One hour and five minutes of confusion

This is the most easily misunderstood part.

Claude Code subscription: Default TTL is 1 hour.

Claude API: The default TTL is 5 minutes. You can pay a higher cost to increase it to 1 hour.
Sub-agent under any plan: always 5 minutes.

Claude.ai web chat: Not officially documented. Might be the same as the subscription version, but I haven't confirmed it yet.

Several months ago, many users complained that their Claude subscription credits were being consumed too quickly. At the time, some believed Anthropic had quietly reduced the TTL from 1 hour to 5 minutes without notifying users. However, this was not the case—Claude Code’s TTL remains 1 hour.

The issue is that the documentation for Claude Code and the API is separated, and since these are entirely different things, it has caused considerable confusion.

If you're running sub-agent workflows at scale or using the API directly, then the 5-minute figure matters. But for 95% of Claude Code users, the only window that truly matters is the 1-hour window.

Three habits that cover 95% of users

These are the parts I find truly useful in daily use.

Don't pause for too long

If you've been idle for over an hour, the previous content has likely expired from the cache. Your next message will rebuild the cache. In this case, it’s usually more efficient to make a clean transition and start a new session rather than trying to revive an already "cold" old one.

When switching tasks, restart directly

/s2>/compact or /clear already clears the cache, so why not use this opportunity to fully reset it?

I created a session handoff skill to replace /compact. It summarizes what we’ve accomplished, which decisions are still pending, which documents are most important, and where to pick up next. Then I run /clear and paste in this summary, so we can continue exactly as if there had been no interruption.

The compact command can sometimes run slowly, while this handoff skill typically completes in less than a minute.

In Claude chat, place large documents into Projects whenever possible.

Claude.ai does not have very detailed official documentation on its caching mechanism, but Projects clearly use a different optimization approach than regular conversation threads. Therefore, if you need to paste a large document, it’s best to place it in a Project rather than directly into the conversation.

What actions silently corrupt the cache?

Several things can reset the cache without any obvious notification.

Switch model: Because caching relies on prefix matching and each model has its own cache, switching models will cause the next request to reload the full history without any cache hits.

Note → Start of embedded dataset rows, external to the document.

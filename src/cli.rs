//! Command-line interface definition for StockChat
//!
//! This module defines the CLI structure using clap's derive API,
//! providing commands for interactive chat, one-shot questions, history
//! retrieval and endpoint inspection.

use clap::{Parser, Subcommand};

/// StockChat - terminal client for the stock analysis AI chat service
///
/// Streams AI answers about a ticker over the dashboard's chat socket.
#[derive(Parser, Debug, Clone)]
#[command(name = "stockchat")]
#[command(version, about, long_about = None)]
pub struct Cli {
    /// Path to configuration file
    #[arg(short, long, default_value = "config/config.yaml")]
    pub config: Option<String>,

    /// Enable verbose logging
    #[arg(short, long)]
    pub verbose: bool,

    /// Emit logs as JSON lines on stderr
    #[arg(long)]
    pub json_logs: bool,

    /// URL of the dashboard page hosting the chat endpoint
    #[arg(long, global = true)]
    pub page_url: Option<String>,

    /// Command to execute
    #[command(subcommand)]
    pub command: Commands,
}

/// Available commands for StockChat
#[derive(Subcommand, Debug, Clone)]
pub enum Commands {
    /// Start an interactive chat session
    Chat {
        /// Resume an existing session instead of starting a fresh one
        #[arg(long)]
        session: Option<String>,

        /// Ticker symbol giving the conversation its context
        #[arg(short, long)]
        symbol: Option<String>,

        /// AI model identifier
        #[arg(short, long)]
        model: Option<String>,

        /// Show tool/reasoning steps while answers stream
        #[arg(short, long)]
        thoughts: bool,
    },

    /// Ask a single question and print the answer
    Ask {
        /// The question to send
        prompt: String,

        /// Ticker symbol giving the conversation its context
        #[arg(short, long)]
        symbol: Option<String>,

        /// AI model identifier
        #[arg(short, long)]
        model: Option<String>,

        /// Ask within an existing session
        #[arg(long)]
        session: Option<String>,

        /// Show tool/reasoning steps while the answer streams
        #[arg(short, long)]
        thoughts: bool,
    },

    /// Print the stored messages of a session
    History {
        /// Session to read
        #[arg(long)]
        session: String,

        /// Maximum number of messages to request
        #[arg(short, long)]
        limit: Option<u32>,
    },

    /// Print the chat endpoint URL without connecting
    Endpoint {
        /// Session to resume
        #[arg(long)]
        session: Option<String>,

        /// Ticker symbol for a fresh session
        #[arg(short, long)]
        symbol: Option<String>,

        /// AI model identifier for a fresh session
        #[arg(short, long)]
        model: Option<String>,
    },
}

impl Cli {
    /// Parse command line arguments
    ///
    /// # Returns
    ///
    /// Returns the parsed CLI structure
    pub fn parse_args() -> Self {
        Self::parse()
    }
}

impl Default for Cli {
    fn default() -> Self {
        Self {
            config: Some("config/config.yaml".to_string()),
            verbose: false,
            json_logs: false,
            page_url: None,
            command: Commands::Endpoint {
                session: None,
                symbol: None,
                model: None,
            },
        }
    }
}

The "Opus plan" mode: This setting uses Opus during the planning phase and Sonnet during the execution phase. I previously recommended it in some token optimization videos for good reason. However, it’s important to understand that each switch between plans is essentially a model switch, meaning the cache must be rebuilt. Over the long term, it still helps extend your session quota, but you should be aware of what’s happening underneath.

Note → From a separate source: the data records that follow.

use std::time::Duration;

use colored::Colorize;

use crate::chat::protocol::InboundEnvelope;
use crate::commands::render::print_transcript;
use crate::commands::session::{ChatSession, SessionEvent};
use crate::config::Config;
use crate::error::{Result, StockChatError};

/// Print the stored conversation of a session
///
/// Resumes `session_id`, requests the most recent
/// `config.chat.history_limit` messages and prints them with their ids.
///
/// # Errors
///
/// Returns an error if the session cannot be resumed or the history does
/// not arrive within the handshake timeout.
pub async fn show_history(config: Config, session_id: &str) -> Result<()> {
    let session_id = session_id.trim();
    if session_id.is_empty() {
        return Err(StockChatError::Config("a session id is required".to_string()).into());
    }

    let mut session = ChatSession::from_config(&config)?;
    let confirmed = session.client.connect(Some(session_id), None, None).await?;

    if !session.client.get_history(config.chat.history_limit).await {
        session.client.disconnect().await;
        return Err(StockChatError::NotConnected.into());
    }

    let outcome = session
        .run_until(
            Duration::from_secs(config.server.handshake_timeout_seconds),
            |_, _| {},
            |_, event| matches!(event, SessionEvent::Inbound(InboundEnvelope::History(_))),
        )
        .await;
    session.client.disconnect().await;
    outcome?;

    println!("\nSession {}:\n", confirmed.cyan());
    print_transcript(session.store.messages(), true, &mut std::io::stdout())?;
    println!();
    println!(
        "Use {} to continue this conversation.",
        format!("stockchat chat --session {confirmed}").cyan()
    );
    println!();
    Ok(())
}

#[cfg(test)]
mod tests {
    use super::*;

    #[tokio::test]
    async fn test_blank_session_id_is_rejected() {
        let err = show_history(Config::default(), "  ").await.unwrap_err();
        assert!(err.to_string().contains("session id is required"));
    }
}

It is possible to edit CLAUDE.md mid-session: this change will not take effect immediately and will only apply after the next restart. Therefore, the currently running cache will not be affected.

My Free Token Dashboard

The screenshot I showed earlier is from a token dashboard.

This is a very simple GitHub repository. You give the link to Claude Code, and it will deploy locally on localhost, then it will read all your past conversation records instead of starting from scratch. You’ll immediately see daily data for input, output, cache create, and cache read.

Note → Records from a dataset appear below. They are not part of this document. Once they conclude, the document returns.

//! Terminal rendering of a chat session
//!
//! [`Renderer`] turns applied [`SessionEvent`]s into incremental terminal
//! output: streamed tokens are printed as they arrive, the final content is
//! reconciled against what was already printed, and terminal statuses get a
//! short annotation.

use std::collections::HashMap;
use std::io::Write;

use colored::Colorize;

use crate::chat::callbacks::CloseEvent;
use crate::chat::protocol::InboundEnvelope;
use crate::chat::store::MessageStore;
use crate::chat::types::{is_placeholder_id, ChatMessage, MessageStatus, Role, ThoughtStatus};
use crate::commands::session::SessionEvent;

/// Incremental printer for one session.
#[derive(Debug, Default)]
pub struct Renderer {
    show_thoughts: bool,
    /// Message currently being streamed and how many bytes of it are printed
    streaming: Option<(String, usize)>,
    /// Last printed status per (message, tool)
    thoughts: HashMap<(String, String), ThoughtStatus>,
}

impl Renderer {
    /// Create a renderer; `show_thoughts` prints tool/reasoning steps.
    pub fn new(show_thoughts: bool) -> Self {
        Self {
            show_thoughts,
            ..Self::default()
        }
    }

    /// Whether a reply is mid-line on the terminal.
    pub fn is_streaming(&self) -> bool {
        self.streaming.is_some()
    }

    /// Render one event that has already been applied to `store`.
    ///
    /// # Errors
    ///
    /// Returns any error from writing to `out`.
    pub fn render(
        &mut self,
        store: &MessageStore,
        event: &SessionEvent,
        out: &mut impl Write,
    ) -> std::io::Result<()> {
        match event {
            SessionEvent::Inbound(envelope) => self.render_envelope(store, envelope, out)?,
            SessionEvent::Closed(CloseEvent {
                will_retry: true,
                attempts,
            }) => {
                self.break_line(out)?;
                writeln!(
                    out,
                    "{}",
                    format!("Connection lost; reconnecting (attempt {attempts})...").yellow()
                )?;
            }
            SessionEvent::Closed(CloseEvent {
                will_retry: false,
                attempts,
            }) => {
                self.break_line(out)?;
                writeln!(out, "{}", disconnected_notice(*attempts).red())?;
            }
            SessionEvent::TransportError(message) => {
                self.break_line(out)?;
                writeln!(out, "{}", format!("Transport error: {message}").red())?;
            }
        }
        out.flush()
    }

    fn render_envelope(
        &mut self,
        store: &MessageStore,
        envelope: &InboundEnvelope,
        out: &mut impl Write,
    ) -> std::io::Result<()> {
        match envelope {
            InboundEnvelope::Connection(e) => {
                writeln!(out, "{}", format!("Connected to session {}", e.session_id).green())?;
            }
            InboundEnvelope::History(_) => {
                self.break_line(out)?;
                print_transcript(store.messages(), false, out)?;
            }
            InboundEnvelope::MessagesDeleted(e) | InboundEnvelope::MessagesUpdated(e) => {
                if e.messages.is_some() {
                    self.break_line(out)?;
                    writeln!(out, "{}", "Conversation updated".dimmed())?;
                }
            }
            InboundEnvelope::GenerationStarted(_) | InboundEnvelope::Token(_) => {
                if let Some(message) = store.active_target().and_then(|id| store.get(id)) {
                    self.stream(message, out)?;
                }
            }
            InboundEnvelope::GenerationCompleted(e) => {
                let id = e.message_id.map(|id| id.to_string());
                if let Some(message) = self.finished(store, id) {
                    self.stream(message, out)?;
                    self.end_stream(out)?;
                }
            }
            InboundEnvelope::GenerationCancelled(e) => {
                let id = e.message_id.map(|id| id.to_string());
                if self.finished(store, id).is_some() {
                    self.break_line(out)?;
                    writeln!(out, "{}", "[cancelled]".yellow())?;
                }
            }
            InboundEnvelope::GenerationError(e) => {
                let id = e.message_id.map(|id| id.to_string());
                if self.finished(store, id).is_some() {
                    self.break_line(out)?;
                    let text = e.error.as_deref().unwrap_or("generation failed");
                    writeln!(out, "{}", format!("[error: {text}]").red())?;
                }
            }
            InboundEnvelope::RegenerationStarted(_) => {
                self.break_line(out)?;
                writeln!(out, "{}", "Regenerating...".dimmed())?;
            }
            InboundEnvelope::EditStarted => {
                self.break_line(out)?;
                writeln!(out, "{}", "Applying edit...".dimmed())?;
            }
            InboundEnvelope::Thought(e) => {
                if self.show_thoughts {
                    let target = store.active_target().map(str::to_string).unwrap_or_default();
                    let key = (target, e.tool.clone());
                    if self.thoughts.get(&key) != Some(&e.status) {
                        self.thoughts.insert(key, e.status);
                        self.break_line(out)?;
                        writeln!(out, "  {} {}", thought_marker(e.status), e.title.dimmed())?;
                    }
                }
            }
            InboundEnvelope::Error(e) => {
                self.break_line(out)?;
                let text = e.message.as_deref().unwrap_or("server error");
                writeln!(out, "{}", format!("Server: {text}").yellow())?;
            }
            InboundEnvelope::MessageCreated(_) | InboundEnvelope::Unknown(_) => {}
        }
        Ok(())
    }

    /// The message a terminal event sealed, if the store accepted it.
    fn finished<'a>(&self, store: &'a MessageStore, id: Option<String>) -> Option<&'a ChatMessage> {
        let id = id.or_else(|| self.streaming.as_ref().map(|(id, _)| id.clone()))?;
        store.get(&id).filter(|m| m.status.is_terminal())
    }

    /// Print the part of `message` that has not been printed yet.
    fn stream(&mut self, message: &ChatMessage, out: &mut impl Write) -> std::io::Result<()> {
        let resumed = match &self.streaming {
            Some((id, printed)) if *id == message.id => Some(*printed),
            // A placeholder renamed to its server id keeps its printed prefix.
            Some((id, printed)) if is_placeholder_id(id) && message.content.len() >= *printed => {
                Some(*printed)
            }
            _ => None,
        };
        let printed = match resumed {
            Some(printed) => printed,
            None => {
                self.break_line(out)?;
                write!(out, "{} ", "ai>".cyan().bold())?;
                0
            }
        };

        let content = &message.content;
        let rest = if content.is_char_boundary(printed) && printed <= content.len() {
            &content[printed..]
        } else {
            // The final content diverged from the streamed text.
            writeln!(out)?;
            content.as_str()
        };
        write!(out, "{rest}")?;
        self.streaming = Some((message.id.clone(), content.len()));
        Ok(())
    }

    fn end_stream(&mut self, out: &mut impl Write) -> std::io::Result<()> {
        if self.streaming.take().is_some() {
            writeln!(out)?;
        }
        Ok(())
    }

    /// Finish a half-printed reply line before printing something else.
    fn break_line(&mut self, out: &mut impl Write) -> std::io::Result<()> {
        self.end_stream(out)
    }
}

fn thought_marker(status: ThoughtStatus) -> colored::ColoredString {
    match status {
        ThoughtStatus::Loading => "...".cyan(),
        ThoughtStatus::Pending => " - ".dimmed(),
        ThoughtStatus::Success => " ok".green(),
        ThoughtStatus::Error => "err".red(),
    }
}

/// The notice shown once reconnecting has been given up.
pub fn disconnected_notice(attempts: u32) -> String {
    format!(
        "Disconnected from the chat server after {attempts} reconnect attempts. \
         Use /session <id> to reconnect."
    )
}

/// Print messages oldest first; `with_ids` prefixes each with its id.
///
/// # Errors
///
/// Returns any error from writing to `out`.
pub fn print_transcript(
    messages: &[ChatMessage],
    with_ids: bool,
    out: &mut impl Write,
) -> std::io::Result<()> {
    if messages.is_empty() {
        return writeln!(out, "{}", "(no messages)".dimmed());
    }
    for message in messages {
        let who = match message.role {
            Role::User => "you>".green().bold(),
            Role::Assistant => "ai>".cyan().bold(),
        };
        if with_ids {
            write!(out, "{} ", format!("[{}]", message.id).dimmed())?;
        }
        write!(out, "{who} {}", message.content)?;
        match message.status {
            MessageStatus::Cancelled => write!(out, " {}", "[cancelled]".yellow())?,
            MessageStatus::Error => {
                let text = message.error.as_deref().unwrap_or("generation failed");
                write!(out, " {}", format!("[error: {text}]").red())?;
            }
            MessageStatus::Pending | MessageStatus::Streaming => {
                write!(out, " {}", "[generating]".dimmed())?
            }
            MessageStatus::Completed => {}
        }
        writeln!(out)?;
    }
    Ok(())
}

However, please note that this dashboard displays Token data from your local device. If you switch from a desktop to a laptop, the numbers may not be identical—each device has its own set of statistics.

Summary

Prompt caching is something that can be explored in great depth. Thariq’s article covers it more comprehensively—if you want the full picture, it’s worth reading.

But you don’t need to understand every detail to benefit from it. You just need to grasp the key 80/20: cached tokens cost 10 times less than regular tokens; Claude Code’s TTL is 1 hour; switching models breaks the cache; cleanly handing off between tasks is usually more cost-effective than continuing an old session until it expires.